Druckenmiller, der Bessent zuvor bei Soros Fund Management betreut hat, argumentiert, dass der Plan ein erheblicher Fehltritt sei, insbesondere da die Rendite der 30-jährigen Staatsanleihen kürzlich einen 19-Jahres-Hoch erreicht hat. Er ist der Ansicht, dass steigende Renditen ein Zeichen dafür sind, dass der Anleihemarkt die Notwendigkeit fiskalischer Disziplin signalisiert, angesichts der Tatsache, dass die US-Staatsverschuldung über 40 Billionen Dollar liegt und das Defizit bei etwa 6 % des BIP liegt.
Laut Druckenmiller ist das Eingreifen der Regierung zur Senkung der Renditen durch Rückkäufe vergleichbar mit dem "Abziehen eines Rauchmelders", um dessen Alarm zum Schweigen zu bringen. Er betont, dass dieser Ansatz eine Preissteuerung darstellt und nicht das notwendige Liquiditätsmanagement, das nur in Zeiten von Marktentstress erfolgen sollte.

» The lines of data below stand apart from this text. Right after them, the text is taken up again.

//! HTTP client for the Financial Modeling Prep API.

use crate::rate_limit::RateLimiter;
use crate::validate::validate_response;
use reqwest::{Client, StatusCode};
use serde_json::Value;
use std::sync::Arc;
use stockpile_core::{FetchConfig, FetchError, FetchRequest};
use stockpile_store::{CacheKey, CacheStore};

/// One retrieval per call, for one (identifier, endpoint) pair.
///
/// The order of operations is fixed: cache lookup, admission, HTTP
/// exchange, status mapping, validation, write-through. A fresh cache
/// hit returns immediately and consumes no admission; a cache write
/// failure is logged and swallowed, never failing a fetch that already
/// has its data.
pub struct FmpClient {
    client: Client,
    api_key: String,
    config: FetchConfig,
    cache: Arc<CacheStore>,
    limiter: Arc<RateLimiter>,
}

impl std::fmt::Debug for FmpClient {
    fn fmt(&self, f: &mut std::fmt::Formatter<'_>) -> std::fmt::Result {
        f.debug_struct("FmpClient")
            .field("base_url", &self.config.base_url)
            .field("api_key", &"[REDACTED]")
            .finish()
    }
}

impl FmpClient {
    pub fn new(
        api_key: impl Into<String>,
        config: FetchConfig,
        cache: Arc<CacheStore>,
        limiter: Arc<RateLimiter>,
    ) -> Result<Self, FetchError> {
        let client = Client::builder()
            .timeout(config.request_timeout())
            .build()
            .map_err(|e| FetchError::Transport {
                status: None,
                message: format!("Failed to create HTTP client: {}", e),
            })?;

        Ok(Self {
            client,
            api_key: api_key.into(),
            config,
            cache,
            limiter,
        })
    }

    /// Fetch one endpoint payload, consulting the cache first.
    pub async fn fetch(&self, request: &FetchRequest) -> Result<Value, FetchError> {
        let key = CacheKey::for_request(request);
        if let Some(document) = self.cache.get(&key) {
            tracing::debug!(
                symbol = %request.symbol,
                endpoint = %request.endpoint,
                "Cache hit"
            );
            return Ok(document);
        }

        self.limiter.admit().await;

        let url = format!("{}/{}", self.config.base_url, request.path());
        let mut query: Vec<(&str, &str)> = request
            .params
            .iter()
            .map(|(k, v)| (k.as_str(), v.as_str()))
            .collect();
        query.push(("apikey", self.api_key.as_str()));

        tracing::debug!(
            symbol = %request.symbol,
            endpoint = %request.endpoint,
            "Requesting endpoint"
        );

        let response = self
            .client
            .get(&url)
            .query(&query)
            .send()
            .await
            .map_err(|e| FetchError::Transport {
                status: None,
                message: format!("Request failed: {}", e),
            })?;

        let status = response.status();
        let document = match status {
            StatusCode::UNAUTHORIZED | StatusCode::FORBIDDEN => {
                let body = response
                    .text()
                    .await
                    .unwrap_or_else(|_| "authentication rejected".to_string());
                return Err(FetchError::Auth { message: body });
            }
            StatusCode::TOO_MANY_REQUESTS => {
                let retry_after_secs = parse_retry_after_secs(response.headers());
                tracing::warn!(
                    symbol = %request.symbol,
                    endpoint = %request.endpoint,
                    cooldown_secs = self.config.rate_limit_cooldown_secs,
                    "Provider rate limit hit, cooling down before returning"
                );
                tokio::time::sleep(self.config.rate_limit_cooldown()).await;
                return Err(FetchError::RateLimited { retry_after_secs });
            }
            StatusCode::NOT_FOUND => {
                return Err(FetchError::NotFound {
                    resource: request.path(),
                });
            }
            _ if !status.is_success() => {
                let body = response
                    .text()
                    .await
                    .unwrap_or_else(|_| "unknown error".to_string());
                return Err(FetchError::Transport {
                    status: Some(status.as_u16()),
                    message: body,
                });
            }
            _ => response.json().await.map_err(|e| FetchError::Transport {
                status: Some(status.as_u16()),
                message: format!("Failed to parse response body: {}", e),
            })?,
        };

        if let Err(err) = validate_response(request.endpoint, &document) {
            tracing::warn!(
                symbol = %request.symbol,
                endpoint = %request.endpoint,
                error = %err,
                "Response failed validation, not caching"
            );
            return Err(err);
        }

        if let Err(err) = self.cache.put(&key, document.clone()) {
            tracing::warn!(error = %err, "Cache write failed, continuing without it");
        }

        Ok(document)
    }
}

/// Parse a Retry-After header, seconds form only.
fn parse_retry_after_secs(headers: &reqwest::header::HeaderMap) -> Option<u64> {
    headers
        .get(reqwest::header::RETRY_AFTER)?
        .to_str()
        .ok()?
        .trim()
        .parse()
        .ok()
}
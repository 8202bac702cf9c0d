//! # Stockpile Screener - Value Screen Pipeline
//!
//! The top of the stack: load a ticker universe, batch-fetch records,
//! apply the value thresholds, generate insights for the stocks that
//! pass, and append everything to a CSV that doubles as the resume
//! state for interrupted runs.

pub mod pipeline;
pub mod universe;
pub mod writer;

pub use pipeline::{ScreenPipeline, ScreenSummary};
pub use universe::load_universe;
pub use writer::{resume_symbols, ScreenRow, ScreenWriter};
//! The end-to-end screen pipeline.

use crate::writer::{resume_symbols, ScreenRow, ScreenWriter};
use std::path::PathBuf;
use std::sync::Arc;
use stockpile_batch::{BatchProcessor, BatchStats};
use stockpile_core::{RunId, ScreenConfig, StockpileResult};
use stockpile_fetch::{RateLimiter, RecordSource};
use stockpile_llm::{InsightKind, InsightProvider};
use stockpile_store::{CacheStats, CacheStore};

/// Final accounting for one pipeline run.
#[derive(Debug, Clone)]
pub struct ScreenSummary {
    pub run_id: RunId,
    /// Records fetched and evaluated this run.
    pub screened: usize,
    /// Records that passed the value thresholds.
    pub passed: usize,
    /// Universe symbols skipped because a previous run already exported them.
    pub skipped: usize,
    pub batch: BatchStats,
    pub cache: CacheStats,
    /// Requests admitted by the rate limiter this run.
    pub admitted: u64,
    pub output_path: PathBuf,
}

/// Universe in, CSV out.
///
/// Orchestrates one run: skip already-exported symbols, batch-fetch the
/// rest, apply the thresholds, generate insights for the stocks that
/// pass, and append every evaluated record to the output file. Insight
/// generation is best-effort; a failure there fills the row with the
/// kind's fallback text and the run continues.
pub struct ScreenPipeline<S> {
    processor: BatchProcessor<S>,
    insights: Option<Arc<dyn InsightProvider>>,
    config: ScreenConfig,
    store: Arc<CacheStore>,
    limiter: Arc<RateLimiter>,
}

impl<S: RecordSource + 'static> ScreenPipeline<S> {
    pub fn new(
        processor: BatchProcessor<S>,
        insights: Option<Arc<dyn InsightProvider>>,
        config: ScreenConfig,
        store: Arc<CacheStore>,
        limiter: Arc<RateLimiter>,
    ) -> Self {
        Self {
            processor,
            insights,
            config,
            store,
            limiter,
        }
    }

    pub async fn run(&self, universe: &[String]) -> StockpileResult<ScreenSummary> {
        let exported = resume_symbols(&self.config.output_path)?;
        if !exported.is_empty() {
            tracing::info!(
                already_exported = exported.len(),
                output = %self.config.output_path.display(),
                "Resuming previous run"
            );
        }

        let todo: Vec<String> = universe
            .iter()
            .map(|s| s.trim().to_uppercase())
            .filter(|s| !s.is_empty() && !exported.contains(s))
            .collect();
        let skipped = universe.len() - todo.len();

        let report = self.processor.run(&todo).await?;
        if !report.failed.is_empty() {
            tracing::warn!(
                run_id = %report.run_id,
                failed = report.stats.failed,
                symbols = ?report.failed,
                "Some symbols could not be fetched this run"
            );
        }

        let mut writer =
            ScreenWriter::create(&self.config.output_path, self.config.checkpoint_interval)?;

        // Stable export order keeps diffs between runs readable.
        let mut symbols: Vec<&String> = report.records.keys().collect();
        symbols.sort();

        let mut passed = 0usize;
        for symbol in symbols {
            let record = &report.records[symbol];
            let matches = self.config.thresholds.matches(record);
            let mut row = ScreenRow::from_record(record, matches);

            if matches {
                passed += 1;
                tracing::info!(run_id = %report.run_id, symbol = %record.symbol, "Passed value screen");
                row.sentiment_insight = self.insight_text(InsightKind::Sentiment, symbol).await;
                row.earnings_insight = self.insight_text(InsightKind::EarningsCall, symbol).await;
                row.outlook_insight = self.insight_text(InsightKind::Outlook, symbol).await;
                row.value_insight = self.insight_text(InsightKind::ValuePerspective, symbol).await;
            } else {
                tracing::debug!(run_id = %report.run_id, symbol = %record.symbol, "Below thresholds");
            }

            writer.append(&row)?;
        }
        writer.flush()?;

        let summary = ScreenSummary {
            run_id: report.run_id,
            screened: report.records.len(),
            passed,
            skipped,
            batch: report.stats,
            cache: self.store.stats(),
            admitted: self.limiter.admitted_total(),
            output_path: self.config.output_path.clone(),
        };
        tracing::info!(
            run_id = %summary.run_id,
            screened = summary.screened,
            passed = summary.passed,
            skipped = summary.skipped,
            fetch_failed = summary.batch.failed,
            success_rate = summary.batch.success_rate(),
            cache_hits = summary.cache.hits,
            cache_misses = summary.cache.misses,
            admitted = summary.admitted,
            output = %summary.output_path.display(),
            "Screen run complete"
        );
        Ok(summary)
    }

    /// Insight text for a passer, or the kind's fallback.
    async fn insight_text(&self, kind: InsightKind, symbol: &str) -> String {
        let Some(provider) = &self.insights else {
            return kind.fallback().to_string();
        };
        match provider.generate(kind, symbol).await {
            Ok(text) => text,
            Err(err) => {
                tracing::warn!(
                    symbol,
                    kind = %kind,
                    error = %err,
                    "Insight unavailable, using fallback"
                );
                kind.fallback().to_string()
            }
        }
    }
}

Bessent hat die Rückkaufstrategie als routinemäßige Maßnahme verteidigt, die darauf abzielt, eine ordnungsgemäße Marktfunktion aufrechtzuerhalten, und nicht als Versuch, die Renditen künstlich zu drücken. Druckenmiller hingegen argumentiert, dass solche Maßnahmen wesentliche Kontrollen über die Staatsverschuldung und die fiskalische Verantwortung beseitigen könnten.
Die Debatte verdeutlicht einen erheblichen Riss zwischen den beiden Investoren, die einst ähnliche makroökonomische Ansichten teilten. Während sich die fiskalische Landschaft weiterentwickelt, findet Druckenmillers Kritik bei vielen in der Investmentgemeinschaft Resonanz, die sich um die Auswirkungen staatlicher Interventionen auf die Anleihemärkte sorgen.
FAQ
Was ist Stanly Druckenmillers Hauptkritik an Scott Bessents Anleiherückkaufstrategie?
Druckenmiller kritisiert Bessents Plan, die Größe der langfristigen Anleiherückkäufe zu verdoppeln, und argumentiert, dass dies die Signale des Anleihemarktes für fiskalische Disziplin missinterpretiert und die Rechenschaftspflicht bei der Staatsverschuldung untergraben könnte.
Was sind die Einzelheiten der von Scott Bessent angekündigten Anleiherückkaufinitiative?
Die Initiative zielt darauf ab, die langfristigen Anleiherückkäufe von 2 Milliarden auf mindestens 4 Milliarden Dollar zu erhöhen, wobei Anleihen mit Laufzeiten von 10 bis 30 Jahren im Fokus stehen. Sie soll vom 9. September bis zum 4. November laufen.
Wie vergleicht Druckenmiller die Intervention der Regierung auf den Anleihemärkten mit einem Rauchmelder?
Druckenmiller vergleicht die Intervention der Regierung zur Senkung der Renditen durch Rückkäufe mit dem 'Abziehen eines Rauchmelders', um dessen Alarm zum Schweigen zu bringen, und deutet an, dass dies die Warnsignale für fiskalische Verantwortung ignoriert.
Welche Begründung liefert Scott Bessent für die Anleiherückkaufstrategie?
Bessent verteidigt die Rückkaufstrategie als eine routinemäßige Maßnahme, die darauf abzielt, eine ordnungsgemäße Marktfunktion aufrechtzuerhalten, und nicht als Versuch, die Renditen künstlich zu unterdrücken.
Welche umfassenderen Bedenken spiegelt Druckenmillers Kritik in der Investmentgemeinschaft wider?
Druckenmillers Kritik spiegelt Bedenken über die Intervention der Regierung auf den Anleihemärkten, die Auswirkungen auf die fiskalische Rechenschaftspflicht und die potenziellen Risiken im Zusammenhang mit steigender Staatsverschuldung und Defiziten wider.